I just installed Fedora Workstation 33 afresh last night with an ext4 partitioning scheme and discovered that zram was enabled by default. About 4GB of space was allocated to it, which is half the size of the physical memory my laptop has. I was furthermore surprised when I discovered the following.
Look at the swap bar of htop. Actually I allocated 1536MB of space for the designated swap partition and while installation, the zram got enabled as a new default and now I see them working together - hence resulting the 5.32GB of space that you see in the screenshot. Now that is definitely not a problem. The problem is even when I have reduced the swappiness value, the OS still finds reasons to make use of the swap space. I have at least half the memory left for use and then I feel the sluggishness in the interaction, so I quickly open up htop to see an active use of the swap partition.

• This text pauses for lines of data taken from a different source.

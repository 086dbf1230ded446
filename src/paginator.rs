use std::fmt;
use std::slice::Chunks;

/// One page of items
#[derive(Debug, Clone, Copy, PartialEq)]
pub struct Page<'a, T> {
    items: &'a [T],
}

impl<'a, T> Page<'a, T> {
    pub fn items(&self) -> &'a [T] {
        self.items
    }

    pub fn len(&self) -> usize {
        self.items.len()
    }

    pub fn is_empty(&self) -> bool {
        self.items.is_empty()
    }
}

impl<T: fmt::Display> fmt::Display for Page<'_, T> {
    fn fmt(&self, f: &mut fmt::Formatter<'_>) -> fmt::Result {
        for item in self.items {
            write!(f, "{}", item)?;
        }
        Ok(())
    }
}

/// Splits a slice into pages of at most `page_size` items
#[derive(Debug, Clone)]
pub struct Paginator<'a, T> {
    items: &'a [T],
    page_size: usize,
}

impl<'a, T> Paginator<'a, T> {
    /// A zero page size is treated as one
    pub fn new(items: &'a [T], page_size: usize) -> Self {
        Self {
            items,
            page_size: page_size.max(1),
        }
    }

    /// Number of pages
    pub fn len(&self) -> usize {
        self.items.len().div_ceil(self.page_size)
    }

    pub fn is_empty(&self) -> bool {
        self.items.is_empty()
    }

    pub fn iter(&self) -> Pages<'a, T> {
        Pages {
            chunks: self.items.chunks(self.page_size),
        }
    }
}

impl<'a, T> IntoIterator for &Paginator<'a, T> {
    type Item = Page<'a, T>;
    type IntoIter = Pages<'a, T>;

    fn into_iter(self) -> Self::IntoIter {
        self.iter()
    }
}

/// Iterator over the pages of a [`Paginator`]
#[derive(Debug, Clone)]
pub struct Pages<'a, T> {
    chunks: Chunks<'a, T>,
}

impl<'a, T> Iterator for Pages<'a, T> {
    type Item = Page<'a, T>;

    fn next(&mut self) -> Option<Self::Item> {
        self.chunks.next().map(|items| Page { items })
    }

    fn size_hint(&self) -> (usize, Option<usize>) {
        self.chunks.size_hint()
    }
}

/// Split `items` into pages of at most `page_size` items
pub fn paginate<T>(items: &[T], page_size: usize) -> Paginator<'_, T> {
    Paginator::new(items, page_size)
}

#[cfg(test)]
mod tests {
    use super::*;

    #[test]
    fn test_page_counts() {
        let v = vec![0; 15];
        assert_eq!(paginate(&v, 1).len(), v.len());
        assert_eq!(paginate(&v, 3).len(), 5);
        assert_eq!(paginate(&v, 5).len(), 3);
        assert_eq!(paginate(&v, 4).len(), 4);
        assert_eq!(paginate(&v, 15).len(), 1);
        assert_eq!(paginate(&v, 150).len(), 1);
        assert_eq!(paginate(&v, 14).len(), 2);
        assert_eq!(paginate::<i32>(&[], 3).len(), 0);
    }

    #[test]
    fn test_looping() {
        let v: Vec<i32> = (1..=15).collect();

        let mut out = String::new();
        for page in &paginate(&v, 6) {
            for x in page.items() {
                out.push_str(&format!("{} ", x));
            }
            out.push('\n');
        }
        assert_eq!(out, "1 2 3 4 5 6 \n7 8 9 10 11 12 \n13 14 15 \n");
    }

    #[test]
    fn test_page_sizes() {
        let letters = [' '; 26];
        let sizes: Vec<usize> = paginate(&letters, 11).iter().map(|p| p.len()).collect();
        assert_eq!(sizes, vec![11, 11, 4]);
    }

    #[test]
    fn test_page_display() {
        let v = [1, 2, 3];
        let pages: Vec<String> = paginate(&v, 2).iter().map(|p| p.to_string()).collect();
        assert_eq!(pages, vec!["12".to_string(), "3".to_string()]);
    }

    #[test]
    fn test_pages_iterator() {
        let v = [1, 2, 3, 4, 5];
        let mut pages: Pages<'_, i32> = paginate(&v, 2).iter();

        assert_eq!(pages.size_hint(), (3, Some(3)));
        assert_eq!(pages.next().map(|p| p.items()), Some(&v[..2]));
        assert_eq!(pages.last().map(|p| p.items()), Some(&v[4..]));
    }

    #[test]
    fn test_zero_page_size() {
        let v = [1, 2];
        assert_eq!(paginate(&v, 0).len(), 2);
    }
}
use serde::{Deserialize, Serialize};
use std::collections::{BTreeMap, HashMap};

static EMPTY_FREQUENCIES: BTreeMap<String, f64> = BTreeMap::new();

/// Inverted index: term -> document id -> normalized term frequency
#[derive(Debug, Clone, Default)]
pub struct InvertedIndex {
    word_to_document_freqs: HashMap<String, BTreeMap<i32, f64>>,
    document_to_word_freqs: HashMap<i32, BTreeMap<String, f64>>,
}

impl InvertedIndex {
    pub fn new() -> Self {
        Self::default()
    }

    /// Add a document's (already filtered) words to the index.
    ///
    /// A document without words leaves no entries behind.
    pub fn add_document(&mut self, doc_id: i32, words: &[&str]) {
        if words.is_empty() {
            return;
        }

        let inverted_word_count = 1.0 / words.len() as f64;
        let doc_freqs = self.document_to_word_freqs.entry(doc_id).or_default();

        for &word in words {
            *self
                .word_to_document_freqs
                .entry(word.to_string())
                .or_default()
                .entry(doc_id)
                .or_insert(0.0) += inverted_word_count;
            *doc_freqs.entry(word.to_string()).or_insert(0.0) += inverted_word_count;
        }
    }

    /// Remove a document from the index
    pub fn remove_document(&mut self, doc_id: i32) {
        let Some(doc_freqs) = self.document_to_word_freqs.remove(&doc_id) else {
            return;
        };

        for word in doc_freqs.keys() {
            if let Some(docs) = self.word_to_document_freqs.get_mut(word) {
                docs.remove(&doc_id);
                if docs.is_empty() {
                    self.word_to_document_freqs.remove(word);
                }
            }
        }
    }

    /// Get documents containing a word with their term frequencies
    pub fn get_documents(&self, word: &str) -> Option<&BTreeMap<i32, f64>> {
        self.word_to_document_freqs.get(word)
    }

    pub fn contains(&self, word: &str, doc_id: i32) -> bool {
        self.get_documents(word)
            .is_some_and(|docs| docs.contains_key(&doc_id))
    }

    /// Get number of documents containing a word (for IDF calculation)
    pub fn doc_frequency(&self, word: &str) -> usize {
        self.get_documents(word).map_or(0, BTreeMap::len)
    }

    /// Word frequencies of a document, empty for unknown ids
    pub fn word_frequencies(&self, doc_id: i32) -> &BTreeMap<String, f64> {
        self.document_to_word_freqs
            .get(&doc_id)
            .unwrap_or(&EMPTY_FREQUENCIES)
    }

    /// Get index statistics
    pub fn stats(&self, total_documents: usize) -> IndexStats {
        IndexStats {
            total_documents,
            total_words: self.word_to_document_freqs.len(),
            avg_docs_per_word: if self.word_to_document_freqs.is_empty() {
                0.0
            } else {
                self.word_to_document_freqs
                    .values()
                    .map(BTreeMap::len)
                    .sum::<usize>() as f64
                    / self.word_to_document_freqs.len() as f64
            },
        }
    }
}

#[derive(Debug, Clone, PartialEq, Serialize, Deserialize)]
pub struct IndexStats {
    pub total_documents: usize,
    pub total_words: usize,
    pub avg_docs_per_word: f64,
}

Beginning to swap pages to back to the secondary memory and forth, even when almost half the physical memory is left unutilized is unsettling. It also messes up the experience as there’s a notable lag in the user interface. I am sure that my hardware is not the type where you would want to use swapping in the first place as I have only one 5600RPM 2.5" hard drive which is not a very fast disk, and the tendency of swapping every now and then bottlenecks the capability of how good the physical memory could have, otherwise, performed. I think that I have detected the symptoms right (Feel free to correct me if I have not).
I think you can uninstall the zram-generator package if you wish to disable zram, but note that the defaults are default for a reason… adding a traditional swap partition of any size creates potential for sluggish performance.
Edit the /etc/systemd/zram-generator.conf config file (read the comments).
sudo systemctl restart firstname.lastname@example.org
Check the new size
However, if you have zram and a swap partiton, zram has the priority over the disk based swap space.
I don’t know: if you suffer lags, I doubt that it is due to swap. You can try to temporarily disable disk based swap space using
And look if lags persist.
In addition, as far as I know (ooh well, I’m not an expert), swapping is not always triggered by a lack of free RAM.
Thank you for listing the steps @alciregi. I would follow them and see if the lag persists.
Exactly, @alciregi! Here’s the thing - there’s ample RAM left but still swapping is preferred even when I had reduced the swappiness value. What really troubles me is the greater inclination of using the swap than that of using the physical memory.